Pastel de pollo frío

Buscando un pastel de pollo frío para el verano, ideé el mio propio. Contiene los ingredientes que nos gustan y su elaboración es sencilla como la marca de la casa acostumbra. No necesita más, pues así queda genial y dentro de un tupper en la nevera aguanta muy bien dos o tres días sin que pierda frescura y sabor. Es mi forma de dar la bienvenida a un verano que se ha hecho de rogar, pero que parece que se va a quedar un tiempo. Aunque no es mi época favorita, prefiero que aparezca cuando toca para no despistarme demasiado con el cambio de estación, por no hablar del cambio climático. Intentaremos disfrutar lo máximo de las cosas buenas que nos brinda el calor, que también las tiene, y en las que incluyo los platos fresquitos que alivian los sofocos.
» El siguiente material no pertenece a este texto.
//! Environment variable utilities
//!
//! Generic `env_get<T>` for parsing environment variables with defaults.

use std::str::FromStr;

/// Get environment variable parsed as type T, or return default
///
/// Works with any type that implements `FromStr`; parse failures fall
/// back to the default.
#[inline]
pub fn env_get<T>(key: &str, default: T) -> T
where
    T: FromStr,
{
    std::env::var(key)
        .ok()
        .and_then(|v| v.parse().ok())
        .unwrap_or(default)
}

/// Get environment variable as boolean
///
/// Accepts "1", "true", "yes", "on" (case-insensitive) as true.
/// Everything else (including unset) returns the default.
#[inline]
pub fn env_get_bool(key: &str, default: bool) -> bool {
    match std::env::var(key) {
        Ok(val) => matches!(val.to_lowercase().as_str(), "1" | "true" | "yes" | "on"),
        Err(_) => default,
    }
}

/// Get environment variable as optional value
#[inline]
pub fn env_get_opt<T>(key: &str) -> Option<T>
where
    T: FromStr,
{
    std::env::var(key).ok().and_then(|v| v.parse().ok())
}

#[cfg(test)]
mod tests {
    use super::*;

    #[test]
    fn test_env_get_default() {
        let val: usize = env_get("__UDIPE_TEST_UNSET__", 42);
        assert_eq!(val, 42);
    }

    #[test]
    fn test_env_get_bool_variants() {
        std::env::set_var("__UDIPE_TEST_BOOL__", "yes");
        assert!(env_get_bool("__UDIPE_TEST_BOOL__", false));
        std::env::set_var("__UDIPE_TEST_BOOL__", "0");
        assert!(!env_get_bool("__UDIPE_TEST_BOOL__", true));
        std::env::remove_var("__UDIPE_TEST_BOOL__");
        assert!(env_get_bool("__UDIPE_TEST_BOOL__", true));
    }

    #[test]
    fn test_env_get_invalid_parse() {
        std::env::set_var("__UDIPE_TEST_INVALID__", "not_a_number");
        let val: usize = env_get("__UDIPE_TEST_INVALID__", 99);
        assert_eq!(val, 99);
        std::env::remove_var("__UDIPE_TEST_INVALID__");
    }

    #[test]
    fn test_env_get_opt() {
        let val: Option<u16> = env_get_opt("__UDIPE_TEST_UNSET__");
        assert!(val.is_none());
    }
}
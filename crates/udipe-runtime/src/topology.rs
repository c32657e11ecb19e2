//! Cache-size lookup capability
//!
//! The buffer pool sizes its datagram buffers from the CPU cache
//! hierarchy: each buffer should fit in L1, the whole pool in an even
//! share of L2. This module defines the capability the pool consumes and
//! a sysfs-backed implementation for Linux.
//!
//! A "share" is the cache capacity divided by the number of physical
//! cores attached to that cache, hyperthreads collapsed, so that a worker
//! pinned to one core never budgets for more than its fair slice.

use std::collections::BTreeSet;
use std::path::PathBuf;

use udipe_core::utrace;

/// Cache capacity lookups consumed by the buffer pool
pub trait CacheSizes: Send + Sync {
    /// Per-core share of the L1 data cache reachable from `cpu`
    fn l1_data_share(&self, cpu: usize) -> Option<usize>;

    /// Per-core share of the L2 cache reachable from `cpu`
    fn l2_share(&self, cpu: usize) -> Option<usize>;
}

/// Number of online CPUs
pub fn online_cpus() -> usize {
    std::thread::available_parallelism()
        .map(|n| n.get())
        .unwrap_or(1)
}

/// Cache topology read from `/sys/devices/system/cpu`
pub struct SysfsTopology;

impl SysfsTopology {
    fn cache_dir(cpu: usize, index: usize) -> PathBuf {
        PathBuf::from(format!(
            "/sys/devices/system/cpu/cpu{}/cache/index{}",
            cpu, index
        ))
    }

    fn read_trimmed(path: PathBuf) -> Option<String> {
        std::fs::read_to_string(path)
            .ok()
            .map(|s| s.trim().to_string())
    }

    /// Share of the first data or unified cache at `level` seen by `cpu`
    fn cache_share(&self, cpu: usize, level: u32) -> Option<usize> {
        for index in 0..16 {
            let dir = Self::cache_dir(cpu, index);
            let Some(found_level) = Self::read_trimmed(dir.join("level")) else {
                break;
            };
            if found_level.parse::<u32>().ok() != Some(level) {
                continue;
            }
            let cache_type = Self::read_trimmed(dir.join("type"))?;
            if cache_type != "Data" && cache_type != "Unified" {
                continue;
            }
            let size = parse_size(&Self::read_trimmed(dir.join("size"))?)?;
            let sharers = Self::read_trimmed(dir.join("shared_cpu_list"))
                .map(|list| self.physical_cores(&parse_cpu_list(&list)))
                .unwrap_or(1)
                .max(1);
            utrace!(
                "cpu{} L{} cache: {} bytes across {} core(s)",
                cpu,
                level,
                size,
                sharers
            );
            return Some(size / sharers);
        }
        None
    }

    /// Count distinct physical cores in a CPU set (hyperthreads excluded)
    fn physical_cores(&self, cpus: &[usize]) -> usize {
        let mut cores = BTreeSet::new();
        for &cpu in cpus {
            let path = PathBuf::from(format!(
                "/sys/devices/system/cpu/cpu{}/topology/core_id",
                cpu
            ));
            match Self::read_trimmed(path).and_then(|s| s.parse::<i64>().ok()) {
                Some(core_id) => {
                    cores.insert(core_id);
                }
                // No topology info: count the CPU as its own core.
                None => {
                    cores.insert(-(cpu as i64) - 1);
                }
            }
        }
        cores.len().max(1)
    }
}

impl CacheSizes for SysfsTopology {
    fn l1_data_share(&self, cpu: usize) -> Option<usize> {
        self.cache_share(cpu, 1)
    }

    fn l2_share(&self, cpu: usize) -> Option<usize> {
        self.cache_share(cpu, 2)
    }
}

/// Parse a sysfs cache size like "32K", "1024K" or "8M"
fn parse_size(text: &str) -> Option<usize> {
    let text = text.trim();
    let (digits, multiplier) = match text.as_bytes().last()? {
        b'K' | b'k' => (&text[..text.len() - 1], 1024),
        b'M' | b'm' => (&text[..text.len() - 1], 1024 * 1024),
        b'G' | b'g' => (&text[..text.len() - 1], 1024 * 1024 * 1024),
        _ => (text, 1),
    };
    digits.parse::<usize>().ok().map(|n| n * multiplier)
}

/// Parse a sysfs CPU list like "0-3,8,10-11"
fn parse_cpu_list(text: &str) -> Vec<usize> {
    let mut cpus = Vec::new();
    for part in text.split(',') {
        let part = part.trim();
        if part.is_empty() {
            continue;
        }
        match part.split_once('-') {
            Some((lo, hi)) => {
                if let (Ok(lo), Ok(hi)) = (lo.parse::<usize>(), hi.parse::<usize>()) {
                    cpus.extend(lo..=hi);
                }
            }
            None => {
                if let Ok(cpu) = part.parse::<usize>() {
                    cpus.push(cpu);
                }
            }
        }
    }
    cpus
}

#[cfg(test)]
mod tests {
    use super::*;

    #[test]
    fn test_parse_size() {
        assert_eq!(parse_size("32K"), Some(32 * 1024));
        assert_eq!(parse_size("1024K"), Some(1024 * 1024));
        assert_eq!(parse_size("8M"), Some(8 * 1024 * 1024));
        assert_eq!(parse_size("512"), Some(512));
        assert_eq!(parse_size("junk"), None);
    }

    #[test]
    fn test_parse_cpu_list() {
        assert_eq!(parse_cpu_list("0-3"), vec![0, 1, 2, 3]);
        assert_eq!(parse_cpu_list("0,2,4"), vec![0, 2, 4]);
        assert_eq!(parse_cpu_list("0-1,8,10-11"), vec![0, 1, 8, 10, 11]);
        assert_eq!(parse_cpu_list(""), Vec::<usize>::new());
    }

    #[test]
    fn test_online_cpus_nonzero() {
        assert!(online_cpus() >= 1);
    }

    #[test]
    #[cfg(target_os = "linux")]
    fn test_sysfs_lookup_when_present() {
        // Only meaningful on hosts that expose cache info
        if !std::path::Path::new("/sys/devices/system/cpu/cpu0/cache/index0").exists() {
            return;
        }
        let topo = SysfsTopology;
        if let Some(l1) = topo.l1_data_share(0) {
            assert!(l1 >= 4 * 1024);
            assert!(l1 <= 1024 * 1024);
        }
        if let (Some(l1), Some(l2)) = (topo.l1_data_share(0), topo.l2_share(0)) {
            assert!(l2 >= l1);
        }
    }
}
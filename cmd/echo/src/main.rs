//! Loopback echo example
//!
//! Sets up a reply-stream echo service and a client on loopback, sends a
//! few datagrams through and prints what comes back.

use udipe::{
    initialize, ConnectOptions, Direction, RecvOptions, ReplyStreamOptions, SendOptions,
    UdipeConfig, DURATION_INFINITE,
};

fn main() {
    println!("=== udipe loopback echo ===\n");

    // The echo stream occupies one worker for its whole lifetime, so a
    // second one must be free for the client-side commands
    let config = UdipeConfig::from_env();
    let workers = config.num_workers.max(2);
    let context = initialize(config.num_workers(workers));
    println!("context ready with {} worker(s)", context.num_workers());

    // Service side: requests come in here, replies go out to the client
    let service = context.connect(ConnectOptions::default()).expect("service connect");
    let client_rx = context.connect(ConnectOptions::default()).expect("client connect");
    let service_tx = context
        .connect(ConnectOptions {
            direction: Direction::Out,
            remote_address: Some(([127, 0, 0, 1], client_rx.local_port).into()),
            ..Default::default()
        })
        .expect("service uplink connect");
    let client_tx = context
        .connect(ConnectOptions {
            direction: Direction::Out,
            remote_address: Some(([127, 0, 0, 1], service.local_port).into()),
            ..Default::default()
        })
        .expect("client uplink connect");
    println!(
        "service on port {}, client on port {}",
        service.local_port, client_rx.local_port
    );

    // The echo loop runs on a worker thread; an empty datagram stops it
    let echo = context.start_reply_stream(ReplyStreamOptions {
        in_connection: service.connection,
        out_connection: service_tx.connection,
        replier: Box::new(|request, reply| {
            if request.is_empty() {
                return None;
            }
            reply[..request.len()].copy_from_slice(request);
            Some(request.len())
        }),
    });

    for message in ["hello", "udipe", "over loopback"] {
        context
            .send(SendOptions {
                connection: client_tx.connection,
                data: message.as_bytes().to_vec(),
                timeout_ns: 0,
            })
            .expect("send");
        let reply = context
            .recv(RecvOptions {
                connection: client_rx.connection,
                max_len: 0,
                timeout_ns: 0,
            })
            .expect("recv");
        println!(
            "echoed {:>2} byte(s): {}",
            reply.data.len(),
            String::from_utf8_lossy(&reply.data)
        );
    }

    // Stop the echo stream and collect its statistics
    context
        .send(SendOptions {
            connection: client_tx.connection,
            data: Vec::new(),
            timeout_ns: 0,
        })
        .expect("send stop datagram");
    match echo.wait(DURATION_INFINITE) {
        Ok(udipe::CommandResult::ReplyStream(Ok(outcome))) => {
            println!(
                "\necho stream handled {} datagram(s), {} byte(s)",
                outcome.datagrams, outcome.bytes
            );
        }
        other => println!("echo stream ended unexpectedly: {:?}", other.is_ok()),
    }

    context.finalize();
    println!("done");
}
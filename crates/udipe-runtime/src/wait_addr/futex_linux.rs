//! Linux futex backend for wait-on-address
//!
//! Single-word waits use the classic `futex(2)` syscall with a relative
//! timeout. Multi-word waits use `futex_waitv(2)` (Linux 5.16+), which
//! blocks on up to 128 words at once, and degrade to time-sliced
//! single-word waits on older kernels.
//!
//! Transient wakeups (EINTR, spurious) need no special handling from
//! callers; any other futex failure violates the syscall contract and
//! terminates the process.

use std::sync::atomic::{AtomicBool, AtomicU32, Ordering};

use udipe_core::time::{split_ns, DurationNs, DURATION_INFINITE};
use udipe_core::{fatal, fatal_os, utrace};

/// `futex_waitv(2)` syscall number (not yet in libc)
const SYS_FUTEX_WAITV: libc::c_long = 449;

/// Per-waiter flag: the futex word is 32 bits
const FUTEX2_SIZE_U32: u32 = 0x02;

/// Per-waiter flag: the futex is process-private
const FUTEX2_PRIVATE: u32 = 0x80;

/// Maximum words accepted by one `futex_waitv(2)` call
pub const MAX_WAITV_WORDS: usize = 128;

/// Waiter descriptor of `futex_waitv(2)` (not yet in libc)
#[repr(C)]
struct FutexWaitv {
    val: u64,
    uaddr: u64,
    flags: u32,
    __reserved: u32,
}

pub fn wait(atom: &AtomicU32, expected: u32, timeout_ns: DurationNs) -> bool {
    let timespec;
    let timeout_ptr = if timeout_ns == DURATION_INFINITE {
        std::ptr::null::<libc::timespec>()
    } else {
        let (secs, nanos) = split_ns(timeout_ns);
        timespec = libc::timespec {
            tv_sec: secs as libc::time_t,
            tv_nsec: nanos as libc::c_long,
        };
        &timespec as *const libc::timespec
    };

    let result = unsafe {
        libc::syscall(
            libc::SYS_futex,
            atom.as_ptr(),
            libc::FUTEX_WAIT | libc::FUTEX_PRIVATE_FLAG,
            expected,
            timeout_ptr,
            std::ptr::null::<u32>(),
            0u32,
        )
    };
    if result == 0 {
        return true;
    }

    match std::io::Error::last_os_error().raw_os_error() {
        // Value already differed from expectation: no wait happened.
        Some(libc::EAGAIN) => true,
        // Signals and timeouts are definitely not notifications.
        Some(libc::EINTR) | Some(libc::ETIMEDOUT) => false,
        _ => fatal_os!("FUTEX_WAIT failed in a way the manpage rules out"),
    }
}

pub fn wake(atom: &AtomicU32, count: i32) {
    let result = unsafe {
        libc::syscall(
            libc::SYS_futex,
            atom.as_ptr(),
            libc::FUTEX_WAKE | libc::FUTEX_PRIVATE_FLAG,
            count,
            std::ptr::null::<libc::timespec>(),
            std::ptr::null::<u32>(),
            0u32,
        )
    };
    if result < 0 {
        fatal_os!("FUTEX_WAKE failed in a way the manpage rules out");
    }
}

/// Truth that `futex_waitv(2)` is known to be unavailable on this kernel
static WAITV_UNAVAILABLE: AtomicBool = AtomicBool::new(false);

pub fn wait_many(atoms: &[&AtomicU32], expected: u32, timeout_ns: DurationNs) -> bool {
    if atoms.len() == 1 {
        return wait(atoms[0], expected, timeout_ns);
    }
    if atoms.len() <= MAX_WAITV_WORDS && !WAITV_UNAVAILABLE.load(Ordering::Relaxed) {
        match waitv(atoms, expected, timeout_ns) {
            Some(notified) => return notified,
            None => WAITV_UNAVAILABLE.store(true, Ordering::Relaxed),
        }
    }

    // Sliced fallback: bounded waits on the first word, so that changes to
    // any other word are picked up by the caller's rescan within a slice.
    const SLICE_NS: DurationNs = 1_000_000;
    wait(atoms[0], expected, timeout_ns.min(SLICE_NS))
}

/// One `futex_waitv(2)` call; `None` when the kernel lacks the syscall
fn waitv(atoms: &[&AtomicU32], expected: u32, timeout_ns: DurationNs) -> Option<bool> {
    let waiters: Vec<FutexWaitv> = atoms
        .iter()
        .map(|atom| FutexWaitv {
            val: expected as u64,
            uaddr: atom.as_ptr() as u64,
            flags: FUTEX2_SIZE_U32 | FUTEX2_PRIVATE,
            __reserved: 0,
        })
        .collect();

    // futex_waitv takes an absolute CLOCK_MONOTONIC deadline.
    let timespec;
    let timeout_ptr = if timeout_ns == DURATION_INFINITE {
        std::ptr::null::<libc::timespec>()
    } else {
        let mut now = libc::timespec {
            tv_sec: 0,
            tv_nsec: 0,
        };
        if unsafe { libc::clock_gettime(libc::CLOCK_MONOTONIC, &mut now) } != 0 {
            fatal_os!("clock_gettime(CLOCK_MONOTONIC) failed");
        }
        let (secs, nanos) = split_ns(timeout_ns);
        let mut deadline_sec = now.tv_sec.saturating_add(secs as libc::time_t);
        let mut deadline_nsec = now.tv_nsec + nanos as libc::c_long;
        if deadline_nsec >= 1_000_000_000 {
            deadline_sec = deadline_sec.saturating_add(1);
            deadline_nsec -= 1_000_000_000;
        }
        timespec = libc::timespec {
            tv_sec: deadline_sec,
            tv_nsec: deadline_nsec,
        };
        &timespec as *const libc::timespec
    };

    let result = unsafe {
        libc::syscall(
            SYS_FUTEX_WAITV,
            waiters.as_ptr(),
            waiters.len() as libc::c_uint,
            0u32,
            timeout_ptr,
            libc::CLOCK_MONOTONIC,
        )
    };
    if result >= 0 {
        return Some(true);
    }

    match std::io::Error::last_os_error().raw_os_error() {
        Some(libc::EAGAIN) => Some(true),
        Some(libc::EINTR) | Some(libc::ETIMEDOUT) => Some(false),
        Some(libc::ENOSYS) | Some(libc::EINVAL) => {
            utrace!("futex_waitv unavailable, falling back to sliced waits");
            None
        }
        _ => fatal!("futex_waitv failed in a way its contract rules out"),
    }
}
Para muestra, esta receta que os dejo con mis mejores deseos, también en verano.



Ingredientes:

-500 g de carne picada de pollo
-225 g de jamón york
-200 g de queso crema (se lo puse light)
-2 huevos
-8 orejones de albaricoque
-1 puñado de pistachos pelados
-Aceite y sal



Preparación:

Se pone en un cuenco la carne picada con el jamón york troceado menudo. Se sazona. Picamos los orejones pequeñitos y pelamos los pistachos, no los pesé, puse un puñado sin trocear. Añadimos a la carne. Por último mezclamos con el queso crema y los huevos batidos.
Pincelamos un molde de cake con aceite, encima ponemos un papel vegetal recortado a la medida del molde, que pincelamos también con aceite. Volcamos en el interior la mezcla de carne. Introducimos en el horno precalentado a 180 grados, al baño María, por espacio de una hora aproximadamente. Debéis pinchar el centro antes de sacarlo y comprobar que está cuajado. Dejar enfriar antes de desmoldar. Guardar en la nevera tapado.